WORK TO COMPLETE
Every line that includes the word "await" needs to be copied from the listing.

DATA SHOWN
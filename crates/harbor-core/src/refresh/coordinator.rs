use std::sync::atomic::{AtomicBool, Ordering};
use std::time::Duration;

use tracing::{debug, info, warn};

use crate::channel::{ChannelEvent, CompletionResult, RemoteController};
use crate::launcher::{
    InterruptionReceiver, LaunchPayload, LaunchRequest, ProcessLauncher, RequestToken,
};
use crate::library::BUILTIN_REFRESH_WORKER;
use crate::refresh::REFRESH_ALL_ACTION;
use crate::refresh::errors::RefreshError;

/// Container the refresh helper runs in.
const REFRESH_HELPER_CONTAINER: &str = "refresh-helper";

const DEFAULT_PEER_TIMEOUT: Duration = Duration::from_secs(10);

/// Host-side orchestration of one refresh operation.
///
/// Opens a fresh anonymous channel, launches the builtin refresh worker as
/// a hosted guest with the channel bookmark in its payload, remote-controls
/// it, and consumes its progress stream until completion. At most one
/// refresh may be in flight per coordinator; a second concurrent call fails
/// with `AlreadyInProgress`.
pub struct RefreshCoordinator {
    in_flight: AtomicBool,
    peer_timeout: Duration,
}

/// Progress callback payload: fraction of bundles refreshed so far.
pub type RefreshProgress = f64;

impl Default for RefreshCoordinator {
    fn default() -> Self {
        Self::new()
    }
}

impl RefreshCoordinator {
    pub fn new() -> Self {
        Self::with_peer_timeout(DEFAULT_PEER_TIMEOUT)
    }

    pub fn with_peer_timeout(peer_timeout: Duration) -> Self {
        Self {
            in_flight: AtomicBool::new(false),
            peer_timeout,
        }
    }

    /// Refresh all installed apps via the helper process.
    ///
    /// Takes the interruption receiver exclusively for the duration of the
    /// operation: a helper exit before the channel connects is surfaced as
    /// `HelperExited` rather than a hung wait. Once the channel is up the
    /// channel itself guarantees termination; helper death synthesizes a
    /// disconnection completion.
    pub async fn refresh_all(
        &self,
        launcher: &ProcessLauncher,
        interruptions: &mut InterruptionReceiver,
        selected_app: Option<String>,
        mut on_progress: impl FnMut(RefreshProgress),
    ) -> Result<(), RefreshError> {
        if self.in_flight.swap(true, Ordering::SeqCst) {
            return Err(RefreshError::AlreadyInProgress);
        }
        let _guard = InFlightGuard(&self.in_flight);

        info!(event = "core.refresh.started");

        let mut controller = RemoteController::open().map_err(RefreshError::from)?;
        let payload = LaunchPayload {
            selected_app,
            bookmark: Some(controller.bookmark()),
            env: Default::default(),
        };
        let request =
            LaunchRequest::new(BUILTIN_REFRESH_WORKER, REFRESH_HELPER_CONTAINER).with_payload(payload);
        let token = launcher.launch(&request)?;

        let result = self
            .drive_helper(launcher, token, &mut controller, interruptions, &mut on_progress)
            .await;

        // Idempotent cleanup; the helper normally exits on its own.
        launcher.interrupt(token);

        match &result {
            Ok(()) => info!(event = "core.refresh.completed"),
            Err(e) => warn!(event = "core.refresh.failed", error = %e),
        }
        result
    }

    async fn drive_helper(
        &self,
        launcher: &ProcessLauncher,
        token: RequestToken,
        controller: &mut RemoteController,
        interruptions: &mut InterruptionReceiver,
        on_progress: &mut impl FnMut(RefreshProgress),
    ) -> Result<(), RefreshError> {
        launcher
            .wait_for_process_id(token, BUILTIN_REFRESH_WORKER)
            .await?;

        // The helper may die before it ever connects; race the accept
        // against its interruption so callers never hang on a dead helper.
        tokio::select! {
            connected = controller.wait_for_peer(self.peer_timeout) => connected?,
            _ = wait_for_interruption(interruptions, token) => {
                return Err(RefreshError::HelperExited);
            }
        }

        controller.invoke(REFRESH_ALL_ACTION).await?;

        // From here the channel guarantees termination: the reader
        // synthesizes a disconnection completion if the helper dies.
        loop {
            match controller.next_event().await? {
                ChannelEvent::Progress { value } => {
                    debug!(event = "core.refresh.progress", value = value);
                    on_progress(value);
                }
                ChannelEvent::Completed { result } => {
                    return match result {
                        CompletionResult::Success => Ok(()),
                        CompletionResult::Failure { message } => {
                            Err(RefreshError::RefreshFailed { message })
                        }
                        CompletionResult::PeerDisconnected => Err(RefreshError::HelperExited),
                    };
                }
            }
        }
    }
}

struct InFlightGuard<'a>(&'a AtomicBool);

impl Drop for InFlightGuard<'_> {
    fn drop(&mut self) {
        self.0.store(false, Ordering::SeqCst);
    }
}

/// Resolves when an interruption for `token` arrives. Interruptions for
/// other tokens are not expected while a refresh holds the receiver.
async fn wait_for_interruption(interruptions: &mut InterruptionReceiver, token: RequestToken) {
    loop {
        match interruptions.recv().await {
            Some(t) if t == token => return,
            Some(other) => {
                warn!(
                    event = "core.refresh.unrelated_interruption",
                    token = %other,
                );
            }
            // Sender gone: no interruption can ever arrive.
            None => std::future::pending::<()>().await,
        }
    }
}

FINISHED EXERCISE
            .await;
            .await?;
        controller.invoke(REFRESH_ALL_ACTION).await?;
            match controller.next_event().await? {
        match interruptions.recv().await {
            None => std::future::pending::<()>().await,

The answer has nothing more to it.